* PROBLEM TO WORK ON *
In the records below, the line with "Ok(STANDARD.decode(unwrapped)?)" opens the range and the line with "return Err(ConvertError::ConversionFailed(message));" closes it; print that range exactly and nothing else.

[Stored data entries]
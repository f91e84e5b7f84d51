#![forbid(unsafe_code)]

//! Conversion adapter
//!
//! Encodes the input as base64, calls the boundary function for the chosen
//! direction, then decodes the base64 response into a conversion envelope:
//!
//! ```json
//! {"success": true, "data": <any JSON>, "error": ""}
//! ```
//!
//! `data` stays opaque; it is handed to the output writer as raw JSON text.

use super::backend::{BackendError, ConversionBackend, Direction};
use base64::Engine as _;
use base64::engine::general_purpose::STANDARD;
use serde::Deserialize;
use serde_json::value::RawValue;
use thiserror::Error;

/// Errors produced while turning a boundary response into a payload
#[derive(Debug, Error)]
pub enum ConvertError {
    #[error("empty conversion result")]
    EmptyResponse,

    #[error("failed to decode base64 output: {0}")]
    Base64Decode(#[from] base64::DecodeError),

    #[error("failed to parse conversion payload: {0}")]
    EnvelopeParse(#[from] serde_json::Error),

    #[error("conversion failed{}", failure_detail(.0))]
    ConversionFailed(Option<String>),

    #[error("conversion returned empty data")]
    EmptyData,

    #[error(transparent)]
    Backend(#[from] BackendError),
}

fn failure_detail(message: &Option<String>) -> String {
    match message {
        Some(message) => format!(": {}", message),
        None => String::new(),
    }
}

impl ConvertError {
    /// Message reported by the conversion library, if any
    pub fn library_message(&self) -> Option<&str> {
        match self {
            ConvertError::ConversionFailed(message) => message.as_deref(),
            _ => None,
        }
    }
}

#[derive(Debug, Deserialize)]
struct ConversionEnvelope {
    #[serde(default)]
    success: bool,
    #[serde(default)]
    data: Option<Box<RawValue>>,
    #[serde(default)]
    error: Option<String>,
}

/// A successful conversion
#[derive(Debug)]
pub struct Conversion {
    direction: Direction,
    data: Box<RawValue>,
}

impl Conversion {
    pub fn direction(&self) -> Direction {
        self.direction
    }

    /// Raw JSON text of the envelope's `data` field
    pub fn data(&self) -> &str {
        self.data.get()
    }
}

/// Runs conversions through a [`ConversionBackend`]
pub struct Converter<B> {
    backend: B,
}

impl<B: ConversionBackend> Converter<B> {
    pub fn new(backend: B) -> Self {
        Converter { backend }
    }

    pub fn backend(&self) -> &B {
        &self.backend
    }

    /// Convert `input` in the given direction
    ///
    /// Single attempt, no retries.
    pub fn convert(&self, direction: Direction, input: &str) -> Result<Conversion, ConvertError> {
        self.convert_inspecting(direction, input, |_| {})
    }

    /// Like [`Converter::convert`], handing the decoded envelope text to
    /// `inspect` before it is parsed, whether or not the conversion succeeds
    pub fn convert_inspecting<F>(
        &self,
        direction: Direction,
        input: &str,
        inspect: F,
    ) -> Result<Conversion, ConvertError>
    where
        F: FnOnce(&str),
    {
        let request = STANDARD.encode(input.as_bytes());
        let response = self.backend.call(direction, &request)?;
        let decoded = decode_base64(&response)?;
        inspect(&String::from_utf8_lossy(&decoded));
        parse_envelope(direction, &decoded)
    }

    pub fn share_links_to_xray_json(&self, links: &str) -> Result<Conversion, ConvertError> {
        self.convert(Direction::ShareLinksToXrayJson, links)
    }

    pub fn xray_json_to_share_links(&self, config: &str) -> Result<Conversion, ConvertError> {
        self.convert(Direction::XrayJsonToShareLinks, config)
    }
}

/// Decode a base64 boundary response into its `data` payload
pub fn decode_response(direction: Direction, encoded: &str) -> Result<Conversion, ConvertError> {
    parse_envelope(direction, &decode_base64(encoded)?)
}

/// Base64-decode a response, skipping line breaks inside it
fn decode_base64(encoded: &str) -> Result<Vec<u8>, ConvertError> {
    if encoded.is_empty() {
        return Err(ConvertError::EmptyResponse);
    }

    let unwrapped: Vec<u8> = encoded
        .bytes()
        .filter(|&b| !matches!(b, b'\r' | b'\n'))
        .collect();
    Ok(STANDARD.decode(unwrapped)?)
}

fn parse_envelope(direction: Direction, decoded: &[u8]) -> Result<Conversion, ConvertError> {
    let envelope: ConversionEnvelope = serde_json::from_slice(decoded)?;

    if !envelope.success {
        let message = envelope.error.filter(|e| !e.is_empty());
        return Err(ConvertError::ConversionFailed(message));
    }

    // `null` deserializes to None as well
    let data = envelope.data.ok_or(ConvertError::EmptyData)?;

    Ok(Conversion { direction, data })
}
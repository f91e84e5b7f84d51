#![forbid(unsafe_code)]

//! Input format sniffing
//!
//! A purely syntactic check on the first character. Malformed input is not
//! rejected here; the conversion library reports it.

use crate::engine::Direction;

/// Which representation the input appears to be in
#[derive(Debug, Clone, Copy, PartialEq, Eq)]
pub enum InputFormat {
    /// Structured configuration document (`{...}` or `[...]`)
    XrayJson,
    /// Anything else, treated as one or more share links
    ShareLink,
}

impl InputFormat {
    /// Classify trimmed input text
    pub fn detect(input: &str) -> Self {
        if is_likely_json(input) {
            InputFormat::XrayJson
        } else {
            InputFormat::ShareLink
        }
    }

    /// The conversion that turns this format into the other one
    pub fn direction(self) -> Direction {
        match self {
            InputFormat::XrayJson => Direction::XrayJsonToShareLinks,
            InputFormat::ShareLink => Direction::ShareLinksToXrayJson,
        }
    }
}

/// True iff the first non-whitespace character is `{` or `[`
pub fn is_likely_json(input: &str) -> bool {
    let input = input.trim_start();
    input.starts_with('{') || input.starts_with('[')
}

#[cfg(test)]
mod tests {
    use super::*;

    #[test]
    fn test_object_and_array_are_json() {
        assert!(is_likely_json("{\"outbounds\":[]}"));
        assert!(is_likely_json("[{\"protocol\":\"vless\"}]"));
        assert!(is_likely_json("  \n{"));
    }

    #[test]
    fn test_links_are_not_json() {
        assert!(!is_likely_json("vmess://eyJ2IjoiMiJ9"));
        assert!(!is_likely_json("vless://uuid@example.com:443?security=tls#name"));
        assert!(!is_likely_json("ss://YWVzLTI1Ni1nY206cGFzcw@1.2.3.4:8388"));
        assert!(!is_likely_json("\"{quoted}\""));
    }

    #[test]
    fn test_malformed_braces_still_classified_as_json() {
        // Rejected later by the conversion library, not here
        assert_eq!(InputFormat::detect("{not json at all"), InputFormat::XrayJson);
    }

    #[test]
    fn test_direction_is_opposite_format() {
        assert_eq!(
            InputFormat::detect("{}").direction(),
            Direction::XrayJsonToShareLinks
        );
        assert_eq!(
            InputFormat::detect("trojan://pw@host:443").direction(),
            Direction::ShareLinksToXrayJson
        );
    }
}
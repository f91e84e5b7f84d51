#![forbid(unsafe_code)]

//! xray-link-json: convert between Xray JSON configuration and share links
//!
//! The tool sniffs whether its input is a JSON document or a share link and
//! hands it to an external conversion library for the opposite direction.
//! The conversion itself happens entirely on the other side of
//! [`engine::ConversionBackend`].

pub mod cli;
pub mod config;
pub mod engine;
pub mod error;
pub mod format;
pub mod input;
pub mod output;
//! CLI argument parsing and run orchestration

pub mod args;
pub mod run;

pub use args::Cli;
pub use run::{EXIT_ERROR, EXIT_SUCCESS, run, run_conversion};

* REPLY *
    Ok(STANDARD.decode(unwrapped)?)
}

fn parse_envelope(direction: Direction, decoded: &[u8]) -> Result<Conversion, ConvertError> {
    let envelope: ConversionEnvelope = serde_json::from_slice(decoded)?;

    if !envelope.success {
        let message = envelope.error.filter(|e| !e.is_empty());
        return Err(ConvertError::ConversionFailed(message));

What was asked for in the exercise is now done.